A shake-up of the highly-popular national concessionary travel scheme (NCTS), which means the cash is no longer ring-fenced, will have “dramatic consequences”, an inquiry was told.
The change means Merseytravel must now rely on councils to hand over the funding, at the same time as town halls wrestle with frontloaded cuts of 28% in transport funding.
The issue is crucial because the passenger transport executives (PTEs) in the six biggest urban areas, including Merseyside, receive up to half of their budgets from the scheme.
In evidence to the Commons transport committee, PTEG, which represents the six executives, warned of a “potentially explosive combination in metropolitan areas”.

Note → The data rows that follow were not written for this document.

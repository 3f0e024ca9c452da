#![doc = include_str!("../README.md")]
#![doc(issue_tracker_base_url = "https://github.com/factordynamics/panelkit/issues/")]
#![cfg_attr(docsrs, feature(doc_cfg, doc_auto_cfg))]
#![warn(missing_docs)]
#![forbid(unsafe_code)]

pub mod ccm;
pub mod error;
pub mod ibes;
pub mod interval;

pub use ccm::{link_crsp_compustat, official_links};
pub use error::{LinkError, Result};
pub use ibes::merge_crsp_ibes;
pub use interval::IntervalJoin;

/// Version information.
pub const VERSION: &str = env!("CARGO_PKG_VERSION");

#[cfg(test)]
mod tests {
    use super::*;

    #[test]
    fn test_version() {
        assert!(!VERSION.is_empty());
    }
}
//! Security universe of the CRSP pulls.
//!
//! The universe decides which CRSP security-months enter the panel through
//! the exchange and share codes of the name history.

pub mod exchange;

pub use exchange::Exchange;

use panelkit_data::wrds::SecurityFilter;

/// Share codes of ordinary common shares of US companies.
pub const US_COMMON_SHARE_CODES: &[i64] = &[10, 11];

/// Trait for security universes.
pub trait Universe {
    /// Short description for logs.
    fn name(&self) -> String;

    /// Filter applied to the CRSP name history.
    fn security_filter(&self) -> SecurityFilter;
}

/// Common stocks listed on a set of exchanges.
#[derive(Debug, Clone, PartialEq, Eq)]
pub struct CrspUniverse {
    exchanges: Vec<Exchange>,
    share_codes: Vec<i64>,
}

impl CrspUniverse {
    /// NYSE, AMEX and NASDAQ common stocks.
    pub fn new() -> Self {
        Self {
            exchanges: Exchange::all(),
            share_codes: US_COMMON_SHARE_CODES.to_vec(),
        }
    }

    /// Restrict to `exchanges`.
    pub fn with_exchanges(mut self, exchanges: &[Exchange]) -> Self {
        let mut exchanges = exchanges.to_vec();
        exchanges.sort();
        exchanges.dedup();
        self.exchanges = exchanges;
        self
    }

    /// Accept `share_codes` instead of the common-share codes.
    pub fn with_share_codes(mut self, share_codes: &[i64]) -> Self {
        self.share_codes = share_codes.to_vec();
        self
    }

    /// Exchanges in the universe.
    pub fn exchanges(&self) -> &[Exchange] {
        &self.exchanges
    }
}

impl Default for CrspUniverse {
    fn default() -> Self {
        Self::new()
    }
}

impl Universe for CrspUniverse {
    fn name(&self) -> String {
        let exchanges: Vec<&str> = self.exchanges.iter().map(|e| e.name()).collect();
        format!("{} shrcd {:?}", exchanges.join("/"), self.share_codes)
    }

    fn security_filter(&self) -> SecurityFilter {
        SecurityFilter {
            exchange_codes: self.exchanges.iter().map(|e| e.code()).collect(),
            share_codes: self.share_codes.clone(),
        }
    }
}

It added: “The danger is NCTS will begin to eat into the funding available for concessions to other groups and for wider bus network support.

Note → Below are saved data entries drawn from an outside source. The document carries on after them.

//! Pipeline settings read from the environment.
//!
//! A `.env` file in the working directory is loaded first; variables already
//! set in the process environment win. Unset values fall back to defaults
//! under the platform data directory.

use crate::error::{PipelineError, Result};
use crate::universe::{CrspUniverse, Exchange};
use panelkit_data::DateRange;
use panelkit_data::french::FrenchLayout;
use panelkit_features::DelistingPolicy;
use panelkit_output::ExportFormat;
use std::path::PathBuf;
use tracing::debug;

/// Default first date of the pull window.
pub const DEFAULT_START_DATE: &str = "2020-01-01";
/// Default last date of the pull window.
pub const DEFAULT_END_DATE: &str = "2025-12-31";

/// Settings for a pipeline run.
#[derive(Debug, Clone)]
pub struct Settings {
    /// Snapshot directory (`DATA_DIR`)
    pub data_dir: PathBuf,
    /// Run reports directory (`OUTPUT_DIR`)
    pub output_dir: PathBuf,
    /// Pull window (`START_DATE`, `END_DATE`)
    pub range: DateRange,
    /// WRDS account name (`WRDS_USERNAME`)
    pub wrds_username: Option<String>,
    /// Directory holding one SQLite database per WRDS library (`WAREHOUSE_DIR`)
    pub warehouse_dir: PathBuf,
    /// FRED API key (`FRED_API_KEY`)
    pub fred_api_key: Option<String>,
    /// Snapshot format (`SNAPSHOT_FORMAT`)
    pub format: ExportFormat,
    /// Delisting adjustment (`DELISTING_POLICY`); there is no default
    pub delisting_policy: Option<DelistingPolicy>,
    /// Ken French daily file layout (`FRENCH_FACTORS`, 3 or 5)
    pub french_layout: FrenchLayout,
    /// Download location of the daily factor archive (`FRENCH_FACTORS_URL`);
    /// defaults to the Ken French data library
    pub french_url: Option<String>,
    /// Listing exchanges of the CRSP universe (`EXCHANGES`, comma separated)
    pub exchanges: Vec<Exchange>,
}

impl Settings {
    /// Load from the process environment and `.env`.
    pub fn from_env() -> Result<Self> {
        if let Ok(path) = dotenvy::dotenv() {
            debug!(path = %path.display(), "loaded .env");
        }
        Self::from_lookup(|key| std::env::var(key).ok())
    }

    /// Build from an arbitrary key lookup.
    pub fn from_lookup<F>(lookup: F) -> Result<Self>
    where
        F: Fn(&str) -> Option<String>,
    {
        let get = |key: &str| lookup(key).filter(|v| !v.trim().is_empty());

        let data_dir = get("DATA_DIR")
            .map_or_else(|| default_root().join("data"), PathBuf::from);
        let output_dir = get("OUTPUT_DIR")
            .map_or_else(|| default_root().join("output"), PathBuf::from);
        let warehouse_dir = get("WAREHOUSE_DIR")
            .map_or_else(|| data_dir.join("warehouse"), PathBuf::from);

        let start = get("START_DATE").unwrap_or_else(|| DEFAULT_START_DATE.to_string());
        let end = get("END_DATE").unwrap_or_else(|| DEFAULT_END_DATE.to_string());
        let range = DateRange::parse(&start, &end)?;

        let format = get("SNAPSHOT_FORMAT")
            .map(|f| f.parse::<ExportFormat>())
            .transpose()?
            .unwrap_or_default();

        let delisting_policy = get("DELISTING_POLICY")
            .map(|p| p.parse::<DelistingPolicy>())
            .transpose()?;

        let french_layout = match get("FRENCH_FACTORS") {
            Some(n) => {
                let n = n.trim().parse::<u8>().map_err(|_| {
                    PipelineError::Config(format!("FRENCH_FACTORS must be 3 or 5, got {}", n))
                })?;
                FrenchLayout::from_factor_count(n)?
            }
            None => FrenchLayout::ThreeFactor,
        };

        let exchanges = match get("EXCHANGES") {
            Some(list) => list
                .split(',')
                .map(str::parse)
                .collect::<Result<Vec<Exchange>>>()?,
            None => Exchange::all(),
        };

        Ok(Self {
            data_dir,
            output_dir,
            range,
            wrds_username: get("WRDS_USERNAME"),
            warehouse_dir,
            fred_api_key: get("FRED_API_KEY"),
            format,
            delisting_policy,
            french_layout,
            french_url: get("FRENCH_FACTORS_URL"),
            exchanges,
        })
    }

    /// CRSP universe described by these settings.
    pub fn universe(&self) -> CrspUniverse {
        CrspUniverse::new().with_exchanges(&self.exchanges)
    }

    /// Where the daily factor archive is downloaded from.
    pub fn french_url(&self) -> &str {
        self.french_url
            .as_deref()
            .unwrap_or_else(|| self.french_layout.url())
    }

    /// Local extracted factor CSV that replaces the download when present.
    pub fn french_override(&self) -> PathBuf {
        self.data_dir.join(self.french_layout.csv_name())
    }

    /// The delisting policy, or an error naming the setting to choose one.
    pub fn require_delisting_policy(&self) -> Result<DelistingPolicy> {
        self.delisting_policy.ok_or_else(|| {
            PipelineError::Config(
                "DELISTING_POLICY must be set to imputed-compound or additive".to_string(),
            )
        })
    }
}

/// `panelkit` under the platform data directory.
///
/// - Linux: `~/.local/share/panelkit/`
/// - macOS: `~/Library/Application Support/panelkit/`
/// - Windows: `%APPDATA%\panelkit\`
pub fn default_root() -> PathBuf {
    dirs::data_dir()
        .unwrap_or_else(|| PathBuf::from("."))
        .join("panelkit")
}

“This could have dramatic consequences, whereby older people in the metropolitan areas end up with a free pass for a quickly vanishing network of services, while young people and children face their concessions being withdrawn.”
That is the reference to the scaling back of free bus passes for students and for journeys to school by some cash-strapped authorities.
PTEG protested ministers were wrong to allow grants for free bus travel for the elderly to be swallowed up in general council funding.
It said: “The Government has firmly committed to this policy and should, therefore, both provide an adequate level of funding and ensure funding is effectively targeted.”
Until now, it had been believed big cities would escape the worst of bus cuts.
Mike Cooper, the managing director of Arriva Bus UK, which operates most services in Merseyside, told the MPs: “It is death by a thousand cuts.”
Mr Cooper said two-thirds of bus passengers are travelling to work, to college or to go shopping, adding: “They [the cuts] will affect communities.”